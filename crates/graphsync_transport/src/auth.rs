//! Credentials for the remote service.

use base64::{engine::general_purpose::STANDARD, Engine};
use std::fmt;
use zeroize::{Zeroize, ZeroizeOnDrop};

/// An opaque credential string, typically `user:password`.
///
/// The secret is zeroized when dropped and never printed by `Debug`.
#[derive(Clone, PartialEq, Eq, Zeroize, ZeroizeOnDrop)]
pub struct Credentials {
    secret: String,
}

impl Credentials {
    /// Wraps an opaque credential string.
    pub fn new(secret: impl Into<String>) -> Self {
        Self {
            secret: secret.into(),
        }
    }

    /// Builds credentials from a user name and password.
    pub fn basic(user: &str, password: &str) -> Self {
        Self::new(format!("{user}:{password}"))
    }

    /// Returns the value of the `Authorization` header.
    ///
    /// # Security
    ///
    /// The returned string carries the secret; don't log it.
    pub fn authorization_header(&self) -> String {
        format!("Basic {}", STANDARD.encode(self.secret.as_bytes()))
    }
}

impl fmt::Debug for Credentials {
    fn fmt(&self, f: &mut fmt::Formatter<'_>) -> fmt::Result {
        f.write_str("Credentials(..)")
    }
}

+ + + + +

[WHAT YOU SHOULD DO] The line with "impl fmt::Debug for" and all lines after it through the end of the data above: write these out exactly and add nothing.

[RESULT OF THE EXERCISE]
impl fmt::Debug for Credentials {
    fn fmt(&self, f: &mut fmt::Formatter<'_>) -> fmt::Result {
        f.write_str("Credentials(..)")
    }
}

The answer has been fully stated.